Walter White, his resentment about how his career and life turned out, this sense that though he was part of the Whiteness club, he hadn’t reap the material benefits of it, left him hopelessly in search of wealth and respect. But more than that. Cranston’s Walter White couldn’t carry that wealth and respect quietly like Esposito’s Fring, at least once White obtained them both. No, White had to let the world know that he was Heisenberg, that he was in charge. That was one of the reasons why he came to resent Fring in the first place.

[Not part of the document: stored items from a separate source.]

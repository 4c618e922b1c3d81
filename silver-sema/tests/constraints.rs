mod common;

use common::*;
use proptest::prelude::*;
use silver_sema::{
    BinaryOperator, Bound, ConstraintSolver, Declaration, DiagnosticCode, FunctionDecl,
    MethodTable, PrimitiveKind, TypeGraph, TypeId,
};

struct NoMethods;

impl MethodTable for NoMethods {
    fn method_type(&self, _receiver: TypeId, _name: &str) -> Option<TypeId> {
        None
    }
}

fn any_primitive() -> impl Strategy<Value = PrimitiveKind> {
    proptest::sample::select(PrimitiveKind::ALL.to_vec())
}

proptest! {
    #[test]
    fn signed_admits_exactly_the_signed_integers(kind in any_primitive()) {
        let graph = TypeGraph::new();
        let solver = ConstraintSolver::new();
        let ty = graph.primitive(kind);
        let expected = matches!(
            kind,
            PrimitiveKind::Int8 | PrimitiveKind::Int16 | PrimitiveKind::Int32 | PrimitiveKind::Int64
        );
        prop_assert_eq!(solver.satisfies(&graph, &NoMethods, ty, "Signed"), expected);
    }

    #[test]
    fn ordered_admits_every_numeric_kind(kind in any_primitive()) {
        let graph = TypeGraph::new();
        let solver = ConstraintSolver::new();
        let ty = graph.primitive(kind);
        prop_assert_eq!(
            solver.satisfies(&graph, &NoMethods, ty, "Ordered"),
            kind.is_integer() || kind.is_float()
        );
    }
}

/// `def smaller[T: Ordered](a: T, b: T) -> T`
fn smaller() -> Declaration {
    Declaration::Function(FunctionDecl {
        type_parameters: vec![type_param("T", Some("Ordered"))],
        ..function(
            "smaller",
            vec![param("a", ty("T")), param("b", ty("T"))],
            vec![ty("T")],
            vec![stmt(if_else(
                binary(BinaryOperator::Less, var("a"), var("b")),
                vec![stmt(var("a"))],
                Some(vec![stmt(var("b"))]),
            ))],
        )
    })
}

fn main_returning(result: &str, value: silver_sema::Expression) -> Declaration {
    Declaration::Function(function("main", Vec::new(), vec![ty(result)], vec![stmt(value)]))
}

#[test]
fn generic_call_infers_and_substitutes_the_result() {
    let output = check(vec![
        smaller(),
        main_returning("int64", call(var("smaller"), vec![int(1), int(2)])),
    ]);
    assert!(output.diagnostics().is_empty(), "{:?}", messages(&output));
    assert!(output.program().function("smaller").unwrap().generic);
}

#[test]
fn generic_call_rejects_arguments_outside_the_bound() {
    let output = check(vec![
        smaller(),
        main_returning("str", call(var("smaller"), vec![string("a"), string("b")])),
    ]);
    assert_eq!(codes(&output), vec![DiagnosticCode::ConstraintViolation]);
    let message = &messages(&output)[0];
    assert!(message.contains("str does not satisfy bound 'Ordered'"), "{message}");
}

#[test]
fn explicit_type_arguments_bind_the_parameter() {
    let output = check(vec![
        smaller(),
        main_returning(
            "int8",
            call_with_types(var("smaller"), vec![ty("int8")], vec![int(1), int(2)]),
        ),
    ]);
    assert!(output.diagnostics().is_empty(), "{:?}", messages(&output));
}

#[test]
fn generic_arguments_must_agree() {
    let output = check(vec![
        smaller(),
        main_returning("int64", call(var("smaller"), vec![int(1), string("b")])),
    ]);
    assert_eq!(codes(&output), vec![DiagnosticCode::TypeMismatch]);
    assert!(messages(&output)[0].contains("argument 2 of 'smaller'"));
}

#[test]
fn generic_parameter_satisfies_a_wider_bound() {
    let widen = Declaration::Function(FunctionDecl {
        type_parameters: vec![type_param("T", Some("Signed"))],
        ..function(
            "widen",
            vec![param("a", ty("T")), param("b", ty("T"))],
            vec![ty("T")],
            vec![stmt(call(var("smaller"), vec![var("a"), var("b")]))],
        )
    });
    let output = check(vec![smaller(), widen]);
    assert!(output.diagnostics().is_empty(), "{:?}", messages(&output));
}

#[test]
fn generic_parameter_with_a_narrower_bound_is_rejected() {
    let loose = Declaration::Function(FunctionDecl {
        type_parameters: vec![type_param("T", None)],
        ..function(
            "loose",
            vec![param("a", ty("T"))],
            vec![ty("T")],
            vec![stmt(call(var("smaller"), vec![var("a"), var("a")]))],
        )
    });
    let output = check(vec![smaller(), loose]);
    assert_eq!(codes(&output), vec![DiagnosticCode::ConstraintViolation]);
}

#[test]
fn bounded_struct_parameters_are_checked_where_applied() {
    let boxed = Declaration::Struct(silver_sema::StructDecl {
        name: "Counter".to_string(),
        type_parameters: vec![type_param("T", Some("Integer"))],
        composes: Vec::new(),
        fields: vec![field_decl("value", ty("T"))],
        methods: Vec::new(),
        span: Default::default(),
    });
    let output = check(vec![
        boxed,
        Declaration::Function(function(
            "main",
            vec![
                param("good", generic_ty("Counter", vec![ty("int32")])),
                param("bad", generic_ty("Counter", vec![ty("float64")])),
            ],
            Vec::new(),
            Vec::new(),
        )),
    ]);
    assert_eq!(codes(&output), vec![DiagnosticCode::ConstraintViolation]);
    assert!(messages(&output)[0].contains("float64"));
}

#[test]
fn collection_bound_is_met_by_lists() {
    let count = Declaration::Function(FunctionDecl {
        type_parameters: vec![
            type_param("I", None),
            silver_sema::TypeParameter {
                name: "C".to_string(),
                bound: Some(silver_sema::BoundExpression {
                    name: "Collection".to_string(),
                    arguments: vec![ty("I")],
                    span: Default::default(),
                }),
                span: Default::default(),
            },
        ],
        ..function(
            "head",
            vec![param("items", ty("C"))],
            vec![ty("I")],
            vec![stmt(method(var("items"), "get", vec![int(0)]))],
        )
    });
    let output = check(vec![
        count,
        Declaration::Function(function(
            "main",
            vec![param("names", generic_ty("List", vec![ty("str")]))],
            vec![ty("str")],
            vec![stmt(call(var("head"), vec![var("names")]))],
        )),
    ]);
    assert!(output.diagnostics().is_empty(), "{:?}", messages(&output));
}

#[test]
fn registered_bounds_are_checked_like_builtin_ones() {
    let graph = TypeGraph::new();
    let mut solver = ConstraintSolver::new();
    let text = graph.primitive(PrimitiveKind::Str);
    let count = graph.primitive(PrimitiveKind::Int64);
    assert!(!solver.satisfies(&graph, &NoMethods, text, "Textual"));

    solver.register(
        "Textual",
        Bound::Kinds {
            kinds: vec![PrimitiveKind::Str],
            admits_enums: false,
        },
    );
    assert_eq!(solver.parameter_count("Textual"), Some(0));
    assert!(solver.satisfies(&graph, &NoMethods, text, "Textual"));
    assert!(!solver.satisfies(&graph, &NoMethods, count, "Textual"));
    assert!(!solver.satisfies(&graph, &NoMethods, graph.list(text), "Textual"));
}
//! None-state flow analysis.
//!
//! Every binding carries one of four states. States are propagated over the
//! control-flow graph with a worklist until no block's entry state changes,
//! then each block is replayed once to check every use against the state it
//! sees.

use std::collections::VecDeque;

use serde::Serialize;
use tracing::trace;

use crate::ast::SourceSpan;
use crate::cfg::{BindingId, BlockId, ControlFlowGraph, FlowOp, UseKind, ValueSource};
use crate::diagnostics::{Diagnostic, DiagnosticCode};

#[derive(Debug, Clone, Copy, PartialEq, Eq, Hash, Serialize)]
pub enum NoneState {
    /// Declared but never assigned.
    Unknown,
    DefinitelyNone,
    DefinitelyNotNone,
    /// None on at least one path into this point.
    MaybeNone,
}

impl NoneState {
    /// Merge at a control-flow join. Paths that agree keep their state; any
    /// disagreement may still be None.
    pub fn join(self, other: NoneState) -> NoneState {
        if self == other {
            self
        } else {
            NoneState::MaybeNone
        }
    }
}

#[derive(Debug, Clone, PartialEq)]
pub struct Observation {
    pub binding: BindingId,
    pub state: NoneState,
    pub kind: UseKind,
    pub span: SourceSpan,
}

#[derive(Debug, Clone, PartialEq)]
pub struct FlowViolation {
    pub binding: BindingId,
    pub name: String,
    pub state: NoneState,
    pub kind: UseKind,
    pub span: SourceSpan,
}

impl FlowViolation {
    pub fn code(&self) -> DiagnosticCode {
        match self.state {
            NoneState::Unknown => DiagnosticCode::UseBeforeAssignment,
            NoneState::DefinitelyNone => DiagnosticCode::NoneUseError,
            _ => DiagnosticCode::NoneUseWarning,
        }
    }

    pub fn to_diagnostic(&self) -> Diagnostic {
        let message = match self.state {
            NoneState::Unknown => format!("'{}' is used before it is assigned", self.name),
            NoneState::DefinitelyNone => {
                format!("'{}' is None when {}", self.name, self.kind.describe())
            }
            _ => format!("'{}' may be None when {}", self.name, self.kind.describe()),
        };
        Diagnostic::new(self.code(), message).with_span(Some(self.span))
    }
}

#[derive(Debug, Clone)]
pub struct FlowAnalysis {
    entry_states: Vec<Option<Vec<NoneState>>>,
    pub observations: Vec<Observation>,
    pub violations: Vec<FlowViolation>,
}

impl FlowAnalysis {
    /// States of every binding right before op `index` of `block`, or `None`
    /// when the block is unreachable.
    pub fn state_at(
        &self,
        cfg: &ControlFlowGraph,
        block: BlockId,
        index: usize,
    ) -> Option<Vec<NoneState>> {
        let mut state = self.entry_states.get(block.0)?.clone()?;
        for op in cfg.block(block).ops.iter().take(index) {
            apply(&mut state, op);
        }
        Some(state)
    }

    pub fn state_at_exit(&self, binding: BindingId) -> Option<NoneState> {
        self.entry_states
            .get(ControlFlowGraph::EXIT.0)?
            .as_ref()?
            .get(binding.0)
            .copied()
    }

    pub fn is_reachable(&self, block: BlockId) -> bool {
        matches!(self.entry_states.get(block.0), Some(Some(_)))
    }

    pub fn diagnostics(&self) -> Vec<Diagnostic> {
        self.violations
            .iter()
            .map(FlowViolation::to_diagnostic)
            .collect()
    }
}

pub fn analyze(cfg: &ControlFlowGraph) -> FlowAnalysis {
    let mut entry_states: Vec<Option<Vec<NoneState>>> = vec![None; cfg.blocks.len()];
    entry_states[ControlFlowGraph::ENTRY.0] = Some(vec![NoneState::Unknown; cfg.bindings.len()]);

    let mut worklist = VecDeque::from([ControlFlowGraph::ENTRY]);
    let mut iterations = 0usize;
    while let Some(block) = worklist.pop_front() {
        iterations += 1;
        let Some(mut state) = entry_states[block.0].clone() else {
            continue;
        };
        for op in &cfg.block(block).ops {
            apply(&mut state, op);
        }
        for successor in &cfg.block(block).successors {
            let merged = match &entry_states[successor.0] {
                Some(existing) => join_states(existing, &state),
                None => state.clone(),
            };
            if entry_states[successor.0].as_ref() != Some(&merged) {
                entry_states[successor.0] = Some(merged);
                worklist.push_back(*successor);
            }
        }
    }
    trace!(iterations, blocks = cfg.blocks.len(), "flow fixpoint reached");

    let mut observations = Vec::new();
    let mut violations = Vec::new();
    for (index, entry) in entry_states.iter().enumerate() {
        let Some(mut state) = entry.clone() else {
            continue;
        };
        for op in &cfg.block(BlockId(index)).ops {
            if let FlowOp::Use {
                binding,
                kind,
                span,
            } = op
            {
                let current = state[binding.0];
                observations.push(Observation {
                    binding: *binding,
                    state: current,
                    kind: *kind,
                    span: *span,
                });
                if is_violation(current, *kind) {
                    violations.push(FlowViolation {
                        binding: *binding,
                        name: cfg.binding(*binding).name.clone(),
                        state: current,
                        kind: *kind,
                        span: *span,
                    });
                }
            }
            apply(&mut state, op);
        }
    }
    violations.sort_by_key(|violation| (violation.span.line, violation.span.column));

    FlowAnalysis {
        entry_states,
        observations,
        violations,
    }
}

fn is_violation(state: NoneState, kind: UseKind) -> bool {
    match state {
        NoneState::Unknown => true,
        NoneState::DefinitelyNone | NoneState::MaybeNone => kind.requires_value(),
        NoneState::DefinitelyNotNone => false,
    }
}

fn apply(state: &mut [NoneState], op: &FlowOp) {
    match op {
        FlowOp::Declare { binding, value } => {
            state[binding.0] = match value {
                Some(value) => evaluate(state, *value),
                None => NoneState::Unknown,
            };
        }
        FlowOp::Assign { binding, value } => state[binding.0] = evaluate(state, *value),
        FlowOp::Assume { binding, state: assumed } => state[binding.0] = *assumed,
        FlowOp::Use { .. } => {}
    }
}

fn evaluate(state: &[NoneState], value: ValueSource) -> NoneState {
    match value {
        ValueSource::None => NoneState::DefinitelyNone,
        ValueSource::NotNone => NoneState::DefinitelyNotNone,
        ValueSource::Binding(binding) => state[binding.0],
    }
}

fn join_states(left: &[NoneState], right: &[NoneState]) -> Vec<NoneState> {
    left.iter()
        .zip(right)
        .map(|(left, right)| left.join(*right))
        .collect()
}
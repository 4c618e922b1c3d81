mod builtins;
mod composition;
mod constraints;
mod declarations;
mod diagnostics;
mod enums;
mod options;
mod session;
mod source;
mod typechecker;
mod typed;
mod types;

pub use crate::ast::{
    AssignmentExpression, BinaryExpression, BinaryOperator, Block, BoundExpression,
    CallExpression, Declaration, DictEntry, EnumDecl, Expression, ExpressionKind, FieldDecl,
    FieldExpression, FunctionDecl, IfExpression, LetStatement, Literal, Parameter,
    ReturnStatement, SourceSpan, Statement, StructDecl, TypeAliasDecl, TypeExpression,
    TypeExpressionKind, TypeParameter, VariantDecl,
};
pub use crate::builtins::{find_method, BuiltinReceiver, BuiltinSlot};
pub use crate::composition::{
    render_method, CompositionIssue, Resolution, ResolvedField, ResolvedMethod, ResolvedStruct,
};
pub use crate::constraints::{
    Bound, BoundSlot, ConstraintError, ConstraintSolver, MethodTable, RequiredMethod, UnifyError,
    Unifier,
};
pub use crate::declarations::{DeclarationTable, FunctionId, Signature, Symbol};
pub use crate::diagnostics::{Diagnostic, DiagnosticCode, DiagnosticLevel, Diagnostics};
pub use crate::enums::{
    EnumDef, EnumError, EnumInfo, EnumRegistry, EnumValue, EnumVariant, VariantDef,
};
pub use crate::flow::{FlowAnalysis, FlowViolation, NoneState};
pub use crate::options::CheckOptions;
pub use crate::session::{CheckOutput, QueryError, Session};
pub use crate::source::{CompilationUnit, LoadError, ModulePath, SourceId};
pub use crate::typed::{
    Callee, StructRef, TypedBlock, TypedEnum, TypedExpression, TypedExpressionKind, TypedField,
    TypedFunction, TypedProgram, TypedStatement, TypedStruct,
};
pub use crate::types::{
    AliasTarget, BoundRef, EnumId, NameLookup, PrimitiveKind, ResolveError, StructId, Type,
    TypeGraph, TypeId,
};

pub mod ast;
pub mod cfg;
pub mod flow;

To play a character like Gustavo Fring as well as Giancarlo Esposito did, to camouflage as much as he revealed, to juxtapose Fring’s humanity and callous disregard for such was what earned Esposito an Emmy nomination in 2012, at least. To also juxtapose his sense of quiet triumph and control in the midst of the world of Whiteness against Cranston’s Walter White and the White resentment and rage that could explode at any moment? That’s Breaking Bad even in Season 5, even minus Esposito’s Fring being present.

Once again, a person of color’s genius has gone unrewarded, and others received rewards on the backs of our work, while we are to be forgotten by most, after being killed off. It’s such a shame.